So if he did a little vicarious people watching…

Lao’s attention was drawn to a trio of teenagers hovering in the street for no reason beyond being teenagers. Being 12, he was kind of intimidated by teenagers, at the same time being intrigued. Two of them held hands, while the third looked uncomfortable and… angry? Lao’s animakinesis confirmed, angry. Angry due to jealousy. Jealousy because she kept wishing and wishing the ‘Catherine’ on her wrist meant _her_ , but angry because she never said anything and now look at Cath being so lovey-dovey with _Robert_ , who was supposed to be her _best friend_ …

Not particularly surprised, Lao glanced over at the soul of Catherine. He watched the doubt swirling through her, even though he’d thought she’d looked perfectly happy before. Wasn’t it so stupid of her, to date Robert so Jaclyn would be jealous? But what was she supposed to do, assume Jaclyn was a lesbian too? With no evidence? Shove her wrist in Jaclyn’s face, like that meant anything?

Robert thought the girls were fighting over him, and was wondering how he could turn it into a three-way. Of course.

Lao blinked until the magic left his vision. Well, he thought, teenagers are stupid.

“Aniki, hyauki,” Lao said, shoving his bag at Nova.

“Yeah, whatever Pixie — hey, where’re you going?!”

Lao walked up to the teenagers. He tried not to worry about never having spoken English outside of lessons, even if he was _really good_ in lessons. As it turned out, it wasn’t much of a problem; he came out with a British accent very much like Crow’s as he said, “Excuse me.”

The teenagers stared at him in that ‘why does the world even’ kind of way.

“What,” Catherine sneered.

“Very edgy,” Lao dryly remarked. He pointed at her. “You, Catherine, your soul mate’s Jaclyn, same for you Jaclyn, yes Jaclyn, Catherine’s bisexual. Check your wrists, they match, they mean each other.”

“What,” Robert said, horrified.

“Sorry, but nobody wants to have sex with you,” Lao said. “Stop planning threesomes.”

“ _What_ ,” Robert repeated, at least twice as horrified.

Lao turned, flicking his hair because it felt appropriately dramatic, as he walked away to the gasps of Catherine and Jaclyn examining each other’s wrists.

“THANK YOU, WEIRD KID!” Jaclyn shouted after him.
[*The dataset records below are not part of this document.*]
//! HTTP routes for the chat API.

use axum::{
    extract::{rejection::JsonRejection, Path, State},
    http::StatusCode,
    routing::{get, post},
    Json, Router,
};
use std::sync::Arc;
use tracing::info;
use validator::Validate;

use crate::chat::new_session_id;
use crate::error::AppError;
use crate::models::{HealthResponse, SessionCreated, SubmitRequest, TranscriptResponse};
use crate::server::AppState;
use crate::session::{SessionStore, Transcript};

type AppStateArc = Arc<AppState>;

fn transcript_response(session_id: String, transcript: Transcript) -> Json<TranscriptResponse> {
    Json(TranscriptResponse {
        session_id,
        entries: transcript.into_entries(),
    })
}

// ============================================================================
// Session Routes
// ============================================================================

pub fn session_routes() -> Router<AppStateArc> {
    Router::new()
        .route("/api/sessions", post(create_session))
        .route(
            "/api/sessions/:session_id/messages",
            get(get_transcript).post(submit_message),
        )
        .route("/api/sessions/:session_id/reset", post(reset_session))
}

async fn create_session() -> (StatusCode, Json<SessionCreated>) {
    let session_id = new_session_id();
    info!(%session_id, "Session created");
    (StatusCode::CREATED, Json(SessionCreated { session_id }))
}

async fn get_transcript(
    State(state): State<AppStateArc>,
    Path(session_id): Path<String>,
) -> Result<Json<TranscriptResponse>, AppError> {
    let transcript = state.chat.transcript(&session_id).await?;
    Ok(transcript_response(session_id, transcript))
}

async fn submit_message(
    State(state): State<AppStateArc>,
    Path(session_id): Path<String>,
    body: Result<Json<SubmitRequest>, JsonRejection>,
) -> Result<Json<TranscriptResponse>, AppError> {
    let Json(req) = body?;
    req.validate()?;
    let transcript = state.chat.submit(&session_id, &req.message).await?;
    Ok(transcript_response(session_id, transcript))
}

async fn reset_session(
    State(state): State<AppStateArc>,
    Path(session_id): Path<String>,
) -> Result<Json<TranscriptResponse>, AppError> {
    let transcript = state.chat.reset(&session_id).await?;
    Ok(transcript_response(session_id, transcript))
}

// ============================================================================
// Health Routes
// ============================================================================

pub fn health_routes() -> Router<AppStateArc> {
    Router::new().route("/health", get(health))
}

async fn health(State(state): State<AppStateArc>) -> Json<HealthResponse> {
    Json(HealthResponse {
        status: "ok".to_string(),
        version: env!("CARGO_PKG_VERSION").to_string(),
        sessions: state.sessions.session_count().await,
    })
}
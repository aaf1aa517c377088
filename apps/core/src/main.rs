// StudyBuddy Backend Entry Point
// Rule-based study assistant served over HTTP

mod brain;
mod chat;
mod config;
mod error;
mod models;
mod rate_limiter;
mod routes;
mod server;
mod session;
mod telemetry;

#[cfg(test)]
mod tests;

use config::AppConfig;
use telemetry::LogFormat;
use tracing::{error, info};

#[tokio::main]
async fn main() -> anyhow::Result<()> {
    // .env must be read before the logger so RUST_LOG from the file applies
    let dotenv_path = dotenv::dotenv().ok();
    telemetry::init(LogFormat::from_env())?;
    if let Some(path) = dotenv_path {
        info!("Loaded environment from {:?}", path);
    }

    let config = match AppConfig::from_env() {
        Ok(config) => config,
        Err(e) => {
            error!("Invalid configuration: {}", e);
            return Err(e.into());
        }
    };

    info!(
        "Starting StudyBuddy v{} (sessions: max {}, ttl {}s)",
        env!("CARGO_PKG_VERSION"),
        config.max_sessions,
        config.session_ttl_secs
    );

    server::run(config).await?;
    info!("StudyBuddy stopped");
    Ok(())
}
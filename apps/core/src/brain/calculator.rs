//! Arithmetic evaluation for "calculate"/"solve" requests.
//!
//! Only the four basic operators over decimal literals are supported. The
//! candidate expression is pulled out of the message, checked against a
//! character whitelist, tokenized, and evaluated with standard precedence.
//! Nothing is ever handed to a general-purpose evaluator.

use regex::Regex;
use std::fmt;
use std::sync::LazyLock;
use thiserror::Error;
use tracing::debug;

pub const PARSE_FAILURE_REPLY: &str =
    "I couldn't parse the calculation. Try a simple expression like 'Calculate 12 + 7'.";

static EXPRESSION_PATTERN: LazyLock<Regex> = LazyLock::new(|| {
    Regex::new(r"[0-9.]+(?:\s*[-+*/]\s*[0-9.]+)+").expect("Invalid regex: arithmetic expression")
});

static WHITELIST_PATTERN: LazyLock<Regex> = LazyLock::new(|| {
    Regex::new(r"^[0-9.\s+\-*/]+$").expect("Invalid regex: arithmetic whitelist")
});

/// Why an expression could not be evaluated
#[derive(Debug, Clone, PartialEq, Eq, Error)]
pub enum CalcError {
    #[error("no arithmetic expression found")]
    NoExpression,
    #[error("expression contains disallowed characters")]
    Disallowed,
    #[error("invalid number literal: {0}")]
    BadNumber(String),
    #[error("unexpected token at position {0}")]
    UnexpectedToken(usize),
    #[error("division by zero")]
    DivisionByZero,
    #[error("result is not a finite number")]
    NotFinite,
}

/// Evaluated value. Integer-only expressions without division stay integral.
#[derive(Debug, Clone, Copy, PartialEq)]
pub enum Number {
    Int(i64),
    Float(f64),
}

impl Number {
    fn as_f64(self) -> f64 {
        match self {
            Number::Int(i) => i as f64,
            Number::Float(f) => f,
        }
    }
}

impl fmt::Display for Number {
    fn fmt(&self, f: &mut fmt::Formatter<'_>) -> fmt::Result {
        match self {
            Number::Int(i) => write!(f, "{}", i),
            Number::Float(x) => write_float(f, *x),
        }
    }
}

/// Shortest round-trip form with a trailing ".0" on integral values ("5.0").
/// Exponents carry a sign and at least two digits ("1e+16", "1e-05").
fn write_float(f: &mut fmt::Formatter<'_>, x: f64) -> fmt::Result {
    let repr = format!("{:?}", x);
    match repr.split_once('e') {
        Some((mantissa, exponent)) => {
            let (sign, digits) = match exponent.strip_prefix('-') {
                Some(digits) => ('-', digits),
                None => ('+', exponent),
            };
            write!(f, "{}e{}{:0>2}", mantissa, sign, digits)
        }
        None => f.write_str(&repr),
    }
}

#[derive(Debug, Clone, Copy, PartialEq)]
enum Op {
    Add,
    Sub,
    Mul,
    Div,
}

#[derive(Debug, Clone, Copy, PartialEq)]
enum Token {
    Num(Number),
    Op(Op),
}

fn tokenize(expr: &str) -> Result<Vec<Token>, CalcError> {
    let mut tokens = Vec::new();
    let mut chars = expr.char_indices().peekable();

    while let Some(&(start, c)) = chars.peek() {
        match c {
            c if c.is_whitespace() => {
                chars.next();
            }
            '+' | '-' | '*' | '/' => {
                chars.next();
                tokens.push(Token::Op(match c {
                    '+' => Op::Add,
                    '-' => Op::Sub,
                    '*' => Op::Mul,
                    _ => Op::Div,
                }));
            }
            '0'..='9' | '.' => {
                let mut end = start;
                while let Some(&(i, d)) = chars.peek() {
                    if d.is_ascii_digit() || d == '.' {
                        end = i + d.len_utf8();
                        chars.next();
                    } else {
                        break;
                    }
                }
                tokens.push(Token::Num(parse_number(&expr[start..end])?));
            }
            _ => return Err(CalcError::Disallowed),
        }
    }

    Ok(tokens)
}

fn parse_number(literal: &str) -> Result<Number, CalcError> {
    if !literal.contains('.') {
        if let Ok(i) = literal.parse::<i64>() {
            return Ok(Number::Int(i));
        }
    }
    // "1." and ".5" are valid literals, a lone "." or "1.2.3" is not
    match literal.parse::<f64>() {
        Ok(f) if literal != "." => Ok(Number::Float(f)),
        _ => Err(CalcError::BadNumber(literal.to_string())),
    }
}

fn apply(op: Op, lhs: Number, rhs: Number) -> Result<Number, CalcError> {
    if let (Number::Int(a), Number::Int(b)) = (lhs, rhs) {
        let exact = match op {
            Op::Add => a.checked_add(b),
            Op::Sub => a.checked_sub(b),
            Op::Mul => a.checked_mul(b),
            Op::Div => None,
        };
        if let Some(value) = exact {
            return Ok(Number::Int(value));
        }
    }

    let (a, b) = (lhs.as_f64(), rhs.as_f64());
    let value = match op {
        Op::Add => a + b,
        Op::Sub => a - b,
        Op::Mul => a * b,
        Op::Div => {
            if b == 0.0 {
                return Err(CalcError::DivisionByZero);
            }
            a / b
        }
    };

    if value.is_finite() {
        Ok(Number::Float(value))
    } else {
        Err(CalcError::NotFinite)
    }
}

/// Recursive-descent evaluator over `expr := term (('+'|'-') term)*`,
/// `term := number (('*'|'/') number)*`.
struct Evaluator {
    tokens: Vec<Token>,
    pos: usize,
}

impl Evaluator {
    fn next_number(&mut self) -> Result<Number, CalcError> {
        match self.tokens.get(self.pos) {
            Some(Token::Num(n)) => {
                self.pos += 1;
                Ok(*n)
            }
            _ => Err(CalcError::UnexpectedToken(self.pos)),
        }
    }

    fn peek_op(&self, allowed: &[Op]) -> Option<Op> {
        match self.tokens.get(self.pos) {
            Some(Token::Op(op)) if allowed.contains(op) => Some(*op),
            _ => None,
        }
    }

    fn term(&mut self) -> Result<Number, CalcError> {
        let mut value = self.next_number()?;
        while let Some(op) = self.peek_op(&[Op::Mul, Op::Div]) {
            self.pos += 1;
            let rhs = self.next_number()?;
            value = apply(op, value, rhs)?;
        }
        Ok(value)
    }

    fn expr(&mut self) -> Result<Number, CalcError> {
        let mut value = self.term()?;
        while let Some(op) = self.peek_op(&[Op::Add, Op::Sub]) {
            self.pos += 1;
            let rhs = self.term()?;
            value = apply(op, value, rhs)?;
        }
        if self.pos != self.tokens.len() {
            return Err(CalcError::UnexpectedToken(self.pos));
        }
        Ok(value)
    }
}

/// Evaluate a bare arithmetic expression such as `12 + 7 * 2`.
pub fn evaluate(expr: &str) -> Result<Number, CalcError> {
    if !WHITELIST_PATTERN.is_match(expr) {
        return Err(CalcError::Disallowed);
    }
    let tokens = tokenize(expr)?;
    Evaluator { tokens, pos: 0 }.expr()
}

/// First candidate expression inside free text.
pub fn extract_expression(text: &str) -> Option<&str> {
    EXPRESSION_PATTERN.find(text).map(|m| m.as_str())
}

pub fn solve(text: &str) -> Result<Number, CalcError> {
    let expr = extract_expression(text).ok_or(CalcError::NoExpression)?;
    evaluate(expr)
}

/// Reply for a calculation request. Never fails.
pub fn calculate_answer(text: &str) -> String {
    match solve(text) {
        Ok(value) => format!("The answer is: {}", value),
        Err(e) => {
            debug!("Calculation rejected: {}", e);
            PARSE_FAILURE_REPLY.to_string()
        }
    }
}
//! Test Module
//!
//! Scenario tests for the StudyBuddy backend.
//!
//! ## Test Categories
//! - `brain_tests`: intent order, reply tables, study plans, calculations
//! - `chat_tests`: transcript ordering, reset, empty input, concurrency, rate limits
//! - `routes_tests`: HTTP API round trips

pub mod brain_tests;
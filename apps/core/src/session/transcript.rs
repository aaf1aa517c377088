use serde::{Deserialize, Serialize};

use crate::models::{Speaker, TranscriptEntry};

/// Ordered, append-only conversation log for one session.
///
/// Entries are never removed one by one; only `clear` empties the log.
#[derive(Debug, Clone, Default, PartialEq, Serialize, Deserialize)]
pub struct Transcript {
    entries: Vec<TranscriptEntry>,
}

impl Transcript {
    pub fn new() -> Self {
        Self::default()
    }

    pub fn push(&mut self, speaker: Speaker, text: impl Into<String>) {
        self.entries.push(TranscriptEntry::new(speaker, text));
    }

    pub fn clear(&mut self) {
        self.entries.clear();
    }

    #[cfg(test)]
    pub fn entries(&self) -> &[TranscriptEntry] {
        &self.entries
    }

    #[cfg(test)]
    pub fn len(&self) -> usize {
        self.entries.len()
    }

    #[cfg(test)]
    pub fn is_empty(&self) -> bool {
        self.entries.is_empty()
    }

    pub fn into_entries(self) -> Vec<TranscriptEntry> {
        self.entries
    }
}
“What the hell was that?” Nova demanded, pulling Lao towards him.

“They were being stupid and avoiding true love, it was annoying me,” Lao said.

Nova stared. “What you just did, matching them — you were for real?”

Lao nodded, frowning. “Why would I lie about something like that?”

“You can see who Destiny picked for people!?” Crow cried. “Why didn’t you tell me this sooner, Pixers?”

Nova tugged his left sleeve further down nervously.

“I can’t see who _Destiny_ picked, but I could tell with those two from their souls,” Lao replied. “I knew because of their memories.”

“Close enough,” Crow said. “D’ya have any idea how much money soul mate hunters make?”

“Not much, I’d guess?” Nova said. “Since it’s all a scam?”

Crow smirked. “They don’t have to know that.”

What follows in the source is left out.